Based on our experience, this flap proves useful for addressing distal and medial defects of the dorsum and nasal tip, typically rectangular and taller rather than wide, where the classic Rieger flap may be insufficient. Another notable improvement is the incorporation of guitar-string sutures made from resorbable material, resulting in a significant reduction in the original defect size and subsequently narrowing the flap design.

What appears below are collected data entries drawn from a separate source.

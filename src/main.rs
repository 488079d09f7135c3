//! routekit CLI
//!
//! # Architecture Overview
//!
//! ```text
//!   routekit dev                         routekit build
//!   ─────────────                        ──────────────
//!   config + import map                  config + import map
//!        │                                    │
//!        ▼                                    ▼
//!   ServerContext ◀── DevWatcher         ServerContext
//!   (graph, routes,   (notify)                │
//!    pipeline)                                ├──▶ ModuleServer (background, for the bundler)
//!        │                                    │
//!        ▼                                    ▼
//!   ModuleServer ──▶ browser              BuildPipeline ──▶ <out>/server.js
//!   (until Ctrl-C)                                     ──▶ <out>/server_dependency_graph.js
//!                                                      ──▶ <out>/<client modules>
//! ```

use clap::{Parser, Subcommand};
use std::path::{Path, PathBuf};
use std::sync::Arc;

use routekit::build::{BuildPipeline, ServerEntry, TextExportParser, VendorBundler};
use routekit::cache::HttpContentCache;
use routekit::config::{load_import_map, load_project_config};
use routekit::lifecycle::{wait_for_signal, Shutdown};
use routekit::observability::logging;
use routekit::server::{DevWatcher, ModuleServer, ServerContext, ServerHook};
use routekit::transform::TransformPipeline;

/// Environment variable that switches the pipeline to dev mode.
const ENV_MODE: &str = "ROUTEKIT_ENV";

#[derive(Parser)]
#[command(name = "routekit")]
#[command(about = "File-system routed module server and production builder", long_about = None)]
struct Cli {
    #[command(subcommand)]
    command: Commands,
}

#[derive(Subcommand)]
enum Commands {
    /// Build the app for production
    Build {
        /// App root
        #[arg(default_value = ".")]
        dir: PathBuf,
    },
    /// Serve modules with file watching
    Dev {
        /// App root
        #[arg(default_value = ".")]
        dir: PathBuf,
        /// Companion command started once the port is bound (after `--`)
        #[arg(last = true)]
        companion: Vec<String>,
    },
    /// Print the ordered route table
    Routes {
        /// App root
        #[arg(default_value = ".")]
        dir: PathBuf,
    },
}

fn env_is_dev() -> bool {
    std::env::var(ENV_MODE).map(|v| v == "development").unwrap_or(false)
}

/// Load configuration and assemble the shared server context.
fn context(root: &Path, is_dev: bool) -> Result<Arc<ServerContext>, Box<dyn std::error::Error>> {
    let config = load_project_config(root)?;
    logging::init(&config.observability.log_level);

    let import_map = load_import_map(root, config.import_map.as_deref())?;
    tracing::info!(
        root = ?root,
        dev = is_dev,
        platform = %config.build.platform,
        imports = import_map.imports.len(),
        "Configuration loaded"
    );

    let cache = Arc::new(HttpContentCache::new(reqwest::Client::new()));
    let pipeline = TransformPipeline::new(root, Arc::new(import_map), cache).dev(is_dev);
    Ok(Arc::new(ServerContext::new(root, config, pipeline)?))
}

#[tokio::main]
async fn main() -> Result<(), Box<dyn std::error::Error>> {
    let cli = Cli::parse();

    match cli.command {
        Commands::Dev { dir, companion } => {
            let ctx = context(&dir, true)?;
            let shutdown = Shutdown::new();

            let server = ModuleServer::new(ctx.clone(), ServerHook::default());
            let (listener, port) = server.listen().await?;
            tracing::info!(port, "routekit dev server ready");

            let _companion = match companion.split_first() {
                Some((program, args)) => {
                    let child = ctx.companion_command(program, args).spawn()?;
                    tracing::info!(program = %program, pid = ?child.id(), "Companion started");
                    Some(child)
                }
                None => None,
            };

            let server_task = tokio::spawn(server.run(listener, shutdown.subscribe()));
            let watcher_task = tokio::spawn(DevWatcher::new(ctx).run(shutdown.subscribe()));

            wait_for_signal(shutdown.clone()).await;

            server_task.await??;
            watcher_task.await??;
            tracing::info!("Shutdown complete");
        }
        Commands::Build { dir } => {
            let ctx = context(&dir, env_is_dev())?;
            let shutdown = Shutdown::new();

            let server = ModuleServer::new(ctx.clone(), ServerHook::default());
            let (listener, _port) = server.listen().await?;
            let server_task = tokio::spawn(server.run(listener, shutdown.subscribe()));

            let build = BuildPipeline::new(
                ModuleServer::new(ctx.clone(), ServerHook::default()),
                Arc::new(TextExportParser),
                Arc::new(VendorBundler),
            );
            let result = build.build(ServerEntry::detect(ctx.root())).await;

            shutdown.trigger();
            server_task.await??;

            let output = result?;
            println!(
                "Built {} routes and {} client modules into {}",
                output.route_files.len(),
                output.client_modules.len(),
                ctx.config().build.output_dir
            );
        }
        Commands::Routes { dir } => {
            let ctx = context(&dir, env_is_dev())?;
            let routes = ctx.routes();
            if routes.is_empty() {
                println!("No routes configured");
            }
            for route in &routes.routes {
                let host = route.meta.pattern.host.as_deref().unwrap_or("*");
                let nesting = if route.meta.nesting { " (nesting)" } else { "" };
                println!("{:<8} {:<32} {}{}", host, route.pathname(), route.meta.filename, nesting);
            }
        }
    }

    Ok(())
}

The term “guitar-string suture” was described in 2014 [
15], owing to its resemblance to the tension supported by the strings of the musical instrument. It refers to subcutaneous points that approximate the farthest edges of the surgical defect without directly facing them, thereby reducing the extension of the bloody surface and adapting it to the size of the designed digit. Although the guitar-string suture may seem conceptually similar to a suspension suture, they are different. The basis of a suspension suture involves attaching the displaced skin to a deeper fixed point, typically the periosteum, acting as an anchor to prevent undesired facial asymmetries resulting from the displacement of structures such as the eyelids, nose, or lips [
16]. Conversely, the guitar-string suture approximates two equally movable areas of skin, identified as the edges of the defect furthest from each other. Thus, while the objective of a suspension suture is to anchor the skin to prevent distortions of facial symmetry, the guitar-string suture aims to reduce the size of the defect. The technique of suturing with a guitar-string stich does not significantly differ in execution from a conventional subcutaneous suture. The primary distinction lies in the context of wound closure. While a conventional subcutaneous suture aims to completely close the surgical wound by bringing the edges of the defect into direct contact, a guitar-string suture is employed when dealing with larger defects that cannot be closed directly. In such cases, the knot is tied in the center of the defect, reducing its dimensions but not achieving complete closure. Consequently, this approach allows for coverage with a smaller flap size, potentially necessitating less mobilization of surrounding skin, which is of special interest in visible areas and without excessive skin laxity as occurs in the series herein we present.
Regarding potential disadvantages, there is a theoretical concern that suturing guitar strings could introduce a foreign body into the skin, potentially increasing the risk of infection. However, in our experience, we did not observe an elevated risk of postoperative infection in any of the cases. It is important to note that the sutures are placed in a deep plane without excising the edges of the defect, resting on the bloody bed to prevent the creation of a dead space that could promote a tent effect [
17]. In our series, notable complications related to the flap were not observed. However, one potential limitation could arise from a suboptimal design of the distal part of the flap to be transposed. If this portion is excessively large or located in no lax skin, it may hinder direct closure of the donor area, needing advancement of the ipsilateral cheek to address it with the consequent nasolabial fold asymmetry. Additionally, failure to carve the flap in the deep plane or to maintain a sufficiently wide pedicle could lead to perfusion issues, particularly at the distal area of the flap causing necrosis. However, when the technique is well designed and executed as specified in the methods section, none of these complications may occur and the results, from our opinion, are quantitatively and qualitatively excellent.